Source records:

Content starts

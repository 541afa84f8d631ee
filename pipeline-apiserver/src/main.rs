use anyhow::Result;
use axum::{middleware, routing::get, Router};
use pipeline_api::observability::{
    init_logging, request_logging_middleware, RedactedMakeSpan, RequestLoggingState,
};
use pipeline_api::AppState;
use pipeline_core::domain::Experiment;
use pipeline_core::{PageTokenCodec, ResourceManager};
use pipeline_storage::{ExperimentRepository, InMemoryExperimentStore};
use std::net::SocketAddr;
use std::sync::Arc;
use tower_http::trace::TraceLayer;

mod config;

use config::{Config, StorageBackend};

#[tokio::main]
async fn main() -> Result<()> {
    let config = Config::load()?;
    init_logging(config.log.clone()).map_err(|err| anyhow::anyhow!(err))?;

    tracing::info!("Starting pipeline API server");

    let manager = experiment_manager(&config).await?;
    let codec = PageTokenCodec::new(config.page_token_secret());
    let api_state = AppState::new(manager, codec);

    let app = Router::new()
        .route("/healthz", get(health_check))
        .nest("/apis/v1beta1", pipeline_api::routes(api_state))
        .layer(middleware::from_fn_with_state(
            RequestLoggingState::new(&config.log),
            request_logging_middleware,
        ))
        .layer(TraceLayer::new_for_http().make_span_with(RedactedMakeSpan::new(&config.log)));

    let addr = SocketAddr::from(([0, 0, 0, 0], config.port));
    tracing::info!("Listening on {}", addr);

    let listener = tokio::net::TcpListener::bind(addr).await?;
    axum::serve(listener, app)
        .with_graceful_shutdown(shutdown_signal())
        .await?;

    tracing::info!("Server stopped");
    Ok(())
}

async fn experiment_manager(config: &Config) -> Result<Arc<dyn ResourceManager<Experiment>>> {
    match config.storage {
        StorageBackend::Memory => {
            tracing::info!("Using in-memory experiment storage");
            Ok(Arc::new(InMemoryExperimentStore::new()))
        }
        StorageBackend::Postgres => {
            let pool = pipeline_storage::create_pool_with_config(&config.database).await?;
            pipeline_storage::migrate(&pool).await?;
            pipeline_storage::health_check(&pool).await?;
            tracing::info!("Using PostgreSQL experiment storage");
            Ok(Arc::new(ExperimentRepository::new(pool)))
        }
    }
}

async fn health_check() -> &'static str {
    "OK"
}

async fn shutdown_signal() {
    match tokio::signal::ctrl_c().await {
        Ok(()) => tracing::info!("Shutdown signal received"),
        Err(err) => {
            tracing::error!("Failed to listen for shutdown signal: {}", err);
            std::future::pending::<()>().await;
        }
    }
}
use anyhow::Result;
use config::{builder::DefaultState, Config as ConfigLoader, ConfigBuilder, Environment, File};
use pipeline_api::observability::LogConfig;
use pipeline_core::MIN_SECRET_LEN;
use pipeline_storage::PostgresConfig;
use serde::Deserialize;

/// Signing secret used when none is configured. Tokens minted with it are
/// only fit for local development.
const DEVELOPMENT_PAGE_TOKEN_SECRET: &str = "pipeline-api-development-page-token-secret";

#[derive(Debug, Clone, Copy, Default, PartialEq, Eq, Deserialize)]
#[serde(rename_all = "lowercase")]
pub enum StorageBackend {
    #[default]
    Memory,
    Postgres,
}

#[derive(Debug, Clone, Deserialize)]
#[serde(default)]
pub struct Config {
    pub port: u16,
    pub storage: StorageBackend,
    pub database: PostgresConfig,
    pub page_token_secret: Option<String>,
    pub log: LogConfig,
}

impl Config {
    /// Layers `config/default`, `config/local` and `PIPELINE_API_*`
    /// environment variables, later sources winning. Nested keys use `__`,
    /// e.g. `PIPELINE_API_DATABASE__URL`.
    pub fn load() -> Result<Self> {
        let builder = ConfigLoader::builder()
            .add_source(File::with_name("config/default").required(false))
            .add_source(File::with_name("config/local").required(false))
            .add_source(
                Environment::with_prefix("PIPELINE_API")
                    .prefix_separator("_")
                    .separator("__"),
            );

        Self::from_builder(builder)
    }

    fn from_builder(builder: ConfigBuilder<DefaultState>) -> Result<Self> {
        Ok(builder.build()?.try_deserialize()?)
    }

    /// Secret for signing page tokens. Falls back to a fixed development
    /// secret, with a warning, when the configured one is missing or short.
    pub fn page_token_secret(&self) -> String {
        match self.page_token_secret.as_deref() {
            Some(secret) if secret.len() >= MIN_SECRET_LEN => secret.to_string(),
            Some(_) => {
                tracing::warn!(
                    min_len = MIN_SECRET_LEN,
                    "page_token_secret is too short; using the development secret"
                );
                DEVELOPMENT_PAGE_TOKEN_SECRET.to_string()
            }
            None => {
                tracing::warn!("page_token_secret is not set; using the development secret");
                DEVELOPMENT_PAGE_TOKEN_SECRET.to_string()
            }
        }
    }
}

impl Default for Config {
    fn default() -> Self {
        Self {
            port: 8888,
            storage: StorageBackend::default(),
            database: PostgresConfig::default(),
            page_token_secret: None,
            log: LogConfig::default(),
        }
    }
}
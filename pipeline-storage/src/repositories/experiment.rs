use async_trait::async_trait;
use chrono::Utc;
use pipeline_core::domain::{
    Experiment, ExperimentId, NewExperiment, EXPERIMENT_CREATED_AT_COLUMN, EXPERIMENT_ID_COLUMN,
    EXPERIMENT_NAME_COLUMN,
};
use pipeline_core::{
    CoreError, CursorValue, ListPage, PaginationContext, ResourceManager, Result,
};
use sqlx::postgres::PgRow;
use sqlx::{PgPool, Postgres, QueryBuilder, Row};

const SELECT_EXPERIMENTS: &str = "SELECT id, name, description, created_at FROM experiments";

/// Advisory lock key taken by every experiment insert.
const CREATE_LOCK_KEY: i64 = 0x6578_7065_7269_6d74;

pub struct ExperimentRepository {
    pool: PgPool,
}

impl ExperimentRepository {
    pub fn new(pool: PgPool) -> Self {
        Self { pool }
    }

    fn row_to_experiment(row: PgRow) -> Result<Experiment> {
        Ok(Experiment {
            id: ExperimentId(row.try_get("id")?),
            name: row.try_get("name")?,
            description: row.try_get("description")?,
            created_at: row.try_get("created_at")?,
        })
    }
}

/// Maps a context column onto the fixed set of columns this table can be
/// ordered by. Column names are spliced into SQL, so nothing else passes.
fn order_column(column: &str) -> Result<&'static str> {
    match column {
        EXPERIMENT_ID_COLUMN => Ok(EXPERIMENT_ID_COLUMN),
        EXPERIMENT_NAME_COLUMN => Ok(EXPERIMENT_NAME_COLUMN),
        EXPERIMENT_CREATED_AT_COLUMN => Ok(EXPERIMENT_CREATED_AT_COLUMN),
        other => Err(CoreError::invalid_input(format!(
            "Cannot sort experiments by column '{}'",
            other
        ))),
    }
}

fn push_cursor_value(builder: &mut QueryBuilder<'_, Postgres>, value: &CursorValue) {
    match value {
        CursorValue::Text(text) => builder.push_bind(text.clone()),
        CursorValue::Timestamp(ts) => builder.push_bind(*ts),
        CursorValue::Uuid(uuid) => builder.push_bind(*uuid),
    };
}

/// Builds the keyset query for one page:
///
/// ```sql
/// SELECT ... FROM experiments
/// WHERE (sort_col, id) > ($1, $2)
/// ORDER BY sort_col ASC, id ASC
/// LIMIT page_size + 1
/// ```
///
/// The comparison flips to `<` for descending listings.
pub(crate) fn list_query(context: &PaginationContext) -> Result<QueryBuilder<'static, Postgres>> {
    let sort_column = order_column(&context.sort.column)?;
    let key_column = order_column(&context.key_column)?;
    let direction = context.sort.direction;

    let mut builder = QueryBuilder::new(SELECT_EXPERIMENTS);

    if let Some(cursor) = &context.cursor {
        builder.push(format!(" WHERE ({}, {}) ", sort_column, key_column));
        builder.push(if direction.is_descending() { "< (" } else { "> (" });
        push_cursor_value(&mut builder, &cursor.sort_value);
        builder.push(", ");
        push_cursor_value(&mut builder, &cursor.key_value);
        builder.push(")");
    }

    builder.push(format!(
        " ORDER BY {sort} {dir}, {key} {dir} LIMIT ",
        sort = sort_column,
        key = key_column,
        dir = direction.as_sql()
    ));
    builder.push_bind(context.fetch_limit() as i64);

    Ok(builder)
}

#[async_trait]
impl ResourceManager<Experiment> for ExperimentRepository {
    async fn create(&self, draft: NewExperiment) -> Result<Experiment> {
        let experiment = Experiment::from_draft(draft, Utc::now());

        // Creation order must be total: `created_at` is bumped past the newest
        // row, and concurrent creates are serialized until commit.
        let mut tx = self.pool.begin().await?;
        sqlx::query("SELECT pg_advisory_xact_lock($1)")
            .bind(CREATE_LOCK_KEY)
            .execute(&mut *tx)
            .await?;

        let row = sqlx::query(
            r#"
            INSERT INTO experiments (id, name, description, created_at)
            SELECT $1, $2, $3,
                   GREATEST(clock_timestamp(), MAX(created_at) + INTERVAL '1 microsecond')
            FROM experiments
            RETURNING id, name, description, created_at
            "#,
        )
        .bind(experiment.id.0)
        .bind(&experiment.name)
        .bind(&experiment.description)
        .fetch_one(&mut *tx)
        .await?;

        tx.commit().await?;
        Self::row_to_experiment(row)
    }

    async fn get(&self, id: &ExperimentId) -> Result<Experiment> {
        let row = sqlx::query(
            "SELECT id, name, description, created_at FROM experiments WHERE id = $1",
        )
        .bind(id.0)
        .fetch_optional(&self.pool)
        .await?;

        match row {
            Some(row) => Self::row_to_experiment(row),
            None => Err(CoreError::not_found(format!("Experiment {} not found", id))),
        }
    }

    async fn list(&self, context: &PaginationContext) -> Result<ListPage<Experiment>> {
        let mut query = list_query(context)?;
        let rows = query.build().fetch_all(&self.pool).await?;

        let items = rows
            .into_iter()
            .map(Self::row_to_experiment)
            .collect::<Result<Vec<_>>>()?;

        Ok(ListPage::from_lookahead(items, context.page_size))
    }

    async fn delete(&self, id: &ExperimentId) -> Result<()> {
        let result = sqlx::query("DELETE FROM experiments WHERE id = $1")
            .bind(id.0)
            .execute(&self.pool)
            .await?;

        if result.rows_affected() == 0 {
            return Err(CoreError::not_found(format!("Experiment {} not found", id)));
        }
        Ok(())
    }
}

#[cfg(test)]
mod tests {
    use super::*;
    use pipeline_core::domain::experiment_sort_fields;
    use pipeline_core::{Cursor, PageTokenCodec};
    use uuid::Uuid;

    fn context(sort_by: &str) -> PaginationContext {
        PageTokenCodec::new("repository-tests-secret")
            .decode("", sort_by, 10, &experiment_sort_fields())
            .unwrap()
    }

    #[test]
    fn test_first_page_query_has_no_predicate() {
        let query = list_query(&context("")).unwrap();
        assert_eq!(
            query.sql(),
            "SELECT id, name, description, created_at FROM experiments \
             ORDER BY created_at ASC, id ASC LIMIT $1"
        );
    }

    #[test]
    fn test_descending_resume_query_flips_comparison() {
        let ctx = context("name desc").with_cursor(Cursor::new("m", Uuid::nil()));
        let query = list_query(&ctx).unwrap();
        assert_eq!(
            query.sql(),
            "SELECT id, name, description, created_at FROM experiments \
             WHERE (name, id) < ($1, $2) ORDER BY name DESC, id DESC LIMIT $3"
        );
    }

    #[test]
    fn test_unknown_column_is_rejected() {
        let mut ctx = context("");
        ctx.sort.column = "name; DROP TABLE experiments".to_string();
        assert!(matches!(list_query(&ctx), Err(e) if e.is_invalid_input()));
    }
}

Content ends
Content starts

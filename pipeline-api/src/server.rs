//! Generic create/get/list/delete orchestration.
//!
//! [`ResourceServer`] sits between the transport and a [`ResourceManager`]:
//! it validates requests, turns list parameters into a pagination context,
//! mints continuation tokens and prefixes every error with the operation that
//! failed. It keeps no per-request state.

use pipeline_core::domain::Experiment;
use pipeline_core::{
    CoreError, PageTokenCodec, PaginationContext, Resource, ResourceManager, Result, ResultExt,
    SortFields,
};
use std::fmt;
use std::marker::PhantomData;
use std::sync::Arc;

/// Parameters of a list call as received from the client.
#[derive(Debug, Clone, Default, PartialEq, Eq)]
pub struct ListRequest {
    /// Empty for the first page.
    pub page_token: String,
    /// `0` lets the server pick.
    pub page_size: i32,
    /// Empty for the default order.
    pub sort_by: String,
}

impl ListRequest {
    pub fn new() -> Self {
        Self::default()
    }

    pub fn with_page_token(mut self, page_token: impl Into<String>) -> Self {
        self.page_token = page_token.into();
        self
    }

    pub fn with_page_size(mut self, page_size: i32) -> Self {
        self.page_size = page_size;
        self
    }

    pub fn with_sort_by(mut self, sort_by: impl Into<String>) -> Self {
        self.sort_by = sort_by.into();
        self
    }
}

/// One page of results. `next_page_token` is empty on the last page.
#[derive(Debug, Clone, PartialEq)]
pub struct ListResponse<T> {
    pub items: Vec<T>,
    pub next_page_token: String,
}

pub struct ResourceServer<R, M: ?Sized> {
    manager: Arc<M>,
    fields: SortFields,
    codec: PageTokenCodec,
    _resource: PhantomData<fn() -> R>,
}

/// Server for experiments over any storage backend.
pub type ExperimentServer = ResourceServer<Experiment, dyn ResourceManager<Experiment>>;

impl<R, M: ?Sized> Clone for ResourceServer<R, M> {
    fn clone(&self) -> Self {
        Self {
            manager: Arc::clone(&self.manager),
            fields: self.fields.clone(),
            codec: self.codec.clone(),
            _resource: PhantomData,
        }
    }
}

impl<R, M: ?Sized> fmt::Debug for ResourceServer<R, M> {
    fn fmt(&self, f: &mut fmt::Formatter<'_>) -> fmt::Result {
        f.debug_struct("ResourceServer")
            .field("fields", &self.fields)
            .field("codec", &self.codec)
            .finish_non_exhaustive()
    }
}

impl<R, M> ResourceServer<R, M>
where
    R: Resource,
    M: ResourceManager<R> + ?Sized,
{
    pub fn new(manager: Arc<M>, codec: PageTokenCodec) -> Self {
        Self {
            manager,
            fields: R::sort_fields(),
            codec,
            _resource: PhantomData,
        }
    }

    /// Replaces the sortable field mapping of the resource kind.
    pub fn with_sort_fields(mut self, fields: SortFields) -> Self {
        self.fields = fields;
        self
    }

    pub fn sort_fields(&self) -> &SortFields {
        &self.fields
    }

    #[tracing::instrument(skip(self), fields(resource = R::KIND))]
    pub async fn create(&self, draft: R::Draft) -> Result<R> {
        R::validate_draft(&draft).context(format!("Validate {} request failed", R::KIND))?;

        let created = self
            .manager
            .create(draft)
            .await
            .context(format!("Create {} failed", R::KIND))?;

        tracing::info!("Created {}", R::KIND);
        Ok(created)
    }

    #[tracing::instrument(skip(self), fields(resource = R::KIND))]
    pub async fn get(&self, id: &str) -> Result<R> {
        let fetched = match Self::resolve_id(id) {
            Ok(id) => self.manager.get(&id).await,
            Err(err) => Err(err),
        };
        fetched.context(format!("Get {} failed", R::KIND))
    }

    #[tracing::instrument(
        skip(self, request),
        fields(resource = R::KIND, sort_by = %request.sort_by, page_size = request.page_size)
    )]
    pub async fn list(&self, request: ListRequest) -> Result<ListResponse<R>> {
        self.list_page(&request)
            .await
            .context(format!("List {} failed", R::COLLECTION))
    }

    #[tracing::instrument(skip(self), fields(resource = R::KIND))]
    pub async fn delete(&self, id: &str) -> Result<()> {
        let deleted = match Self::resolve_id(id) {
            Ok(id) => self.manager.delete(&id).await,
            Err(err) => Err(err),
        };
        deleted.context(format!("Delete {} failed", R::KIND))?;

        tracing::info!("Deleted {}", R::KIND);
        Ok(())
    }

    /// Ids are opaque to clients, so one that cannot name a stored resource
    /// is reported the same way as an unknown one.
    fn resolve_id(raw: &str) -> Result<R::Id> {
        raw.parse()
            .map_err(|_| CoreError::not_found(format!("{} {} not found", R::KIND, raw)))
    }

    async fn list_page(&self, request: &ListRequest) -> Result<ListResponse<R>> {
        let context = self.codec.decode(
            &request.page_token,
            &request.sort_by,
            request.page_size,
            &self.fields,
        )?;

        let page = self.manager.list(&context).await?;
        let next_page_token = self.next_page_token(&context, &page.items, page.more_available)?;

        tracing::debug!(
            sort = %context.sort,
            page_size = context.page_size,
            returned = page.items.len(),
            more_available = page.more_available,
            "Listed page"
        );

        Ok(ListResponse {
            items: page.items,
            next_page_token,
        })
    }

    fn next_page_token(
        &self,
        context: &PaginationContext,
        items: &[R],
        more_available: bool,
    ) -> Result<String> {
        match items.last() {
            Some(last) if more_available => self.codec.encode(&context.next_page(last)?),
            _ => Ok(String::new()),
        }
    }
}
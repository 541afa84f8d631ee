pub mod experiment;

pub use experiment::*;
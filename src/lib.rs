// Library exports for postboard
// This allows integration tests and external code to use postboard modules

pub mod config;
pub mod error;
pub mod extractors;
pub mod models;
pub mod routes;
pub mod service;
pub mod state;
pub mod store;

Content ends

Aim of the task: Search the material above for the string "PgRow". Show every line that holds it.

Reply to the exercise:
use sqlx::postgres::PgRow;
    fn row_to_experiment(row: PgRow) -> Result<Experiment> {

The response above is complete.